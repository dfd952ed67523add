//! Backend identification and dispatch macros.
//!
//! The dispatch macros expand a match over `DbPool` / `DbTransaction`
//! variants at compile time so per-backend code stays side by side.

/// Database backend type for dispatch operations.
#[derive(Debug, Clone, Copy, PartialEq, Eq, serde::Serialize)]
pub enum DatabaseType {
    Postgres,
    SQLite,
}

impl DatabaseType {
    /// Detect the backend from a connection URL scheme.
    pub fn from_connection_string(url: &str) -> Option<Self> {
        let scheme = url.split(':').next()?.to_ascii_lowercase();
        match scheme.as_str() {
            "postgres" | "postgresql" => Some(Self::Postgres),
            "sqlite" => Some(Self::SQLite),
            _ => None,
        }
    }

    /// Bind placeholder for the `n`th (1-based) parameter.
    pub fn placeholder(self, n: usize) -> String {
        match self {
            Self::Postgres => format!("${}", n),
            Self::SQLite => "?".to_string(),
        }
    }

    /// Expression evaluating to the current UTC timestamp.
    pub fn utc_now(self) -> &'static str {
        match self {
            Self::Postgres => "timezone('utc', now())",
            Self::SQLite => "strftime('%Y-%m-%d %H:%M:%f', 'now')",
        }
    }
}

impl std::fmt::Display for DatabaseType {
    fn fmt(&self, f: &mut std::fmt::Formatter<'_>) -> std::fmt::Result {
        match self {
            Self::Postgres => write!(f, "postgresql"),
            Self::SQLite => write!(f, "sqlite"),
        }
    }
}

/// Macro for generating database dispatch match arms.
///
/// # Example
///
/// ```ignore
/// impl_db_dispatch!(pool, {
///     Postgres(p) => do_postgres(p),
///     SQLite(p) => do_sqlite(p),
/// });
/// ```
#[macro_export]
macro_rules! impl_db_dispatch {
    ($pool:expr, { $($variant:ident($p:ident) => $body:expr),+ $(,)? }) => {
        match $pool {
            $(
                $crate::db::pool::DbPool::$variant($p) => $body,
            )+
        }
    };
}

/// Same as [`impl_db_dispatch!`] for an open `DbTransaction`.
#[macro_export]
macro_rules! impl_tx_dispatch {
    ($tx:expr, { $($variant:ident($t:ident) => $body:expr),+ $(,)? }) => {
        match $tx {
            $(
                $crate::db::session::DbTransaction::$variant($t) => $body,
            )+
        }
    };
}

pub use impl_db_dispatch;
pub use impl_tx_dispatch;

□ □ □ □

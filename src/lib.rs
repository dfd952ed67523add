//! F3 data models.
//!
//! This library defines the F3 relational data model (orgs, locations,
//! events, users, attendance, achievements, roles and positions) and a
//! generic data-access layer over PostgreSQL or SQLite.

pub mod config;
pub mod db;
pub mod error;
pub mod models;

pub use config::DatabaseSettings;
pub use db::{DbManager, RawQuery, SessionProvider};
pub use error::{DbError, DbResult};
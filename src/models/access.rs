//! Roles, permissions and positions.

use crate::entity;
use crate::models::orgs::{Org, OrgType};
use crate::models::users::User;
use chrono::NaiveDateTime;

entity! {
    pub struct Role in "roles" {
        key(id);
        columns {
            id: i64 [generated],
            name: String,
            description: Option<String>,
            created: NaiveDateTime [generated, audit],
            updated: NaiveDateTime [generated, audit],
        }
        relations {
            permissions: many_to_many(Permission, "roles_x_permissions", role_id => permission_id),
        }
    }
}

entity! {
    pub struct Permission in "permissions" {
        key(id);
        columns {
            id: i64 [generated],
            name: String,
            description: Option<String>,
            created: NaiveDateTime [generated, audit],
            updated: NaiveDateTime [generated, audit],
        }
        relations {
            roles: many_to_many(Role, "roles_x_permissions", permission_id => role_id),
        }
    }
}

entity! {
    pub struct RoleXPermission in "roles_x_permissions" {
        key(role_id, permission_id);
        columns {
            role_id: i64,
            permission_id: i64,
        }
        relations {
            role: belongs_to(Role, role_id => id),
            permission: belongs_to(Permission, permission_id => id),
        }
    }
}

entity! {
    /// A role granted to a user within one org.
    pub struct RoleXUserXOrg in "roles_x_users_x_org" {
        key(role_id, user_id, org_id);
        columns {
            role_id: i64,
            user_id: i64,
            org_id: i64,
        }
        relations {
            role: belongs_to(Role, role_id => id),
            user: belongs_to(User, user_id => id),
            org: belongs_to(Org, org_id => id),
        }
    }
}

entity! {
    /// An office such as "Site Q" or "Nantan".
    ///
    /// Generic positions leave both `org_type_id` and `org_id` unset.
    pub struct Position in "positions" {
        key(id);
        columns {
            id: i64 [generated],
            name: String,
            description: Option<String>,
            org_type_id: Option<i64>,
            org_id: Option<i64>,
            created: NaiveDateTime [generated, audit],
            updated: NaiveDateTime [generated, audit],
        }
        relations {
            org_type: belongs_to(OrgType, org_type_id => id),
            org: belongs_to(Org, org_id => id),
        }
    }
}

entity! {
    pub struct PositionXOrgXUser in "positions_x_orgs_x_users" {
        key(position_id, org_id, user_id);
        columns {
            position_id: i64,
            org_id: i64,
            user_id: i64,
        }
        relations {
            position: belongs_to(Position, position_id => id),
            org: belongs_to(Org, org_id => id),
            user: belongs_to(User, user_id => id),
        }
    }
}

□ □ □ □

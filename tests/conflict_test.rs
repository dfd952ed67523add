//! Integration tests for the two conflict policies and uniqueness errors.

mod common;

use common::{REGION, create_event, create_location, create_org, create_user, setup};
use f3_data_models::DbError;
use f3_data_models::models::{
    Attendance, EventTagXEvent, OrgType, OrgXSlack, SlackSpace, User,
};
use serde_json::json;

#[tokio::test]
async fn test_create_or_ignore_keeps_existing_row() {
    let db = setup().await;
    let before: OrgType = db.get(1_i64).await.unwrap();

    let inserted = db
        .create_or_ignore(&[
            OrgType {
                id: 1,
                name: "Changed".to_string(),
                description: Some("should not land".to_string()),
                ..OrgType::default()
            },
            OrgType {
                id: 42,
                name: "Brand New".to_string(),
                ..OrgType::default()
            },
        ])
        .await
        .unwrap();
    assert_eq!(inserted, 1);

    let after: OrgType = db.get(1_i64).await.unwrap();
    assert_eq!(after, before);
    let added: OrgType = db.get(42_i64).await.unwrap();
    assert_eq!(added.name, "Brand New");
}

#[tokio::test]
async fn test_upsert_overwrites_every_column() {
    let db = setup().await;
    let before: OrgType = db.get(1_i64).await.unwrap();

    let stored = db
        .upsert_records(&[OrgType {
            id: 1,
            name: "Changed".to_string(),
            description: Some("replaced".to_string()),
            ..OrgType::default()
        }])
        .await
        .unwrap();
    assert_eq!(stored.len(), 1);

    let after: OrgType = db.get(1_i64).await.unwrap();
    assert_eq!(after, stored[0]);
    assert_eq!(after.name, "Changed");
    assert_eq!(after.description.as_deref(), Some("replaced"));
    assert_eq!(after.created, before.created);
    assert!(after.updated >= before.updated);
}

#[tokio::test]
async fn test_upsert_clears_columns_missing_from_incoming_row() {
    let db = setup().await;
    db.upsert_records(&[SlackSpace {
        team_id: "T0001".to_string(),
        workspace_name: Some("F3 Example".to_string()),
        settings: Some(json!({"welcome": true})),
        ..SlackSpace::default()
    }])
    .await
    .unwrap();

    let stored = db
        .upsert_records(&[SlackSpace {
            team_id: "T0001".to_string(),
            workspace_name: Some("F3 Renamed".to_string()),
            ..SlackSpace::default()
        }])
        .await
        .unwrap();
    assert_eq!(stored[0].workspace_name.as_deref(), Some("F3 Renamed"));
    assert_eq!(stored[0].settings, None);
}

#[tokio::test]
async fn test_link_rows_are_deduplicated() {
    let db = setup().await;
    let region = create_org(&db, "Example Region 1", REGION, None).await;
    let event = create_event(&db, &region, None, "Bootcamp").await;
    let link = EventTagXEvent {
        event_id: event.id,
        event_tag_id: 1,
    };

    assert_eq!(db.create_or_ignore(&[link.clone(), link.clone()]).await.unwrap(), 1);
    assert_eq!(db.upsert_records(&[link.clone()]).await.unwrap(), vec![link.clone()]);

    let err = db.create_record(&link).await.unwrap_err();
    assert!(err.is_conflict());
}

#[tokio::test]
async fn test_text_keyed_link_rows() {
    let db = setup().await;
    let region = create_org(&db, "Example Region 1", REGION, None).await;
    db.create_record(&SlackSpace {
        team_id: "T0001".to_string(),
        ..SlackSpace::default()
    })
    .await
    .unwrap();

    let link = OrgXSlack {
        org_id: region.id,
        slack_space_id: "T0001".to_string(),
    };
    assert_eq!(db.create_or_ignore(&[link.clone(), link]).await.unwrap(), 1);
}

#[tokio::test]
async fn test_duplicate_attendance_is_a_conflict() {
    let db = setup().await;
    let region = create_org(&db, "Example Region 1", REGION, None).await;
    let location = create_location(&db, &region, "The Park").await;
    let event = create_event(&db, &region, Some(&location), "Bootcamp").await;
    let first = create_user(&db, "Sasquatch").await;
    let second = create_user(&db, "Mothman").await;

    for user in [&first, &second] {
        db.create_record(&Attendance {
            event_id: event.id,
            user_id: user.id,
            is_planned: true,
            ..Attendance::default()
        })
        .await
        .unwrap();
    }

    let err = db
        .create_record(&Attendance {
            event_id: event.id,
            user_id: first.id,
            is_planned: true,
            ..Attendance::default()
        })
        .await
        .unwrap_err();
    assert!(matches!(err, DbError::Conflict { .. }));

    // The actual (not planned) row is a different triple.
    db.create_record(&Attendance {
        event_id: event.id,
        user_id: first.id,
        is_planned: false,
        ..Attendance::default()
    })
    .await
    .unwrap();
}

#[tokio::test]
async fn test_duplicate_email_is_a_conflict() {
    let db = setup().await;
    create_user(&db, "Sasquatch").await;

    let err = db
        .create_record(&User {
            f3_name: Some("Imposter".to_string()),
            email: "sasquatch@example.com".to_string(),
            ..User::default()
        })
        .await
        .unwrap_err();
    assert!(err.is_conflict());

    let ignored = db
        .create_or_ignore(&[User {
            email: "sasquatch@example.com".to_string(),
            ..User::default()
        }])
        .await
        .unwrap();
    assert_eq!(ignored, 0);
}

□ □ □ □

§ **Task**:
Search the entries for "added" and copy each matching line.

§ **Response for this exercise**:
    let added: OrgType = db.get(42_i64).await.unwrap();
    assert_eq!(added.name, "Brand New");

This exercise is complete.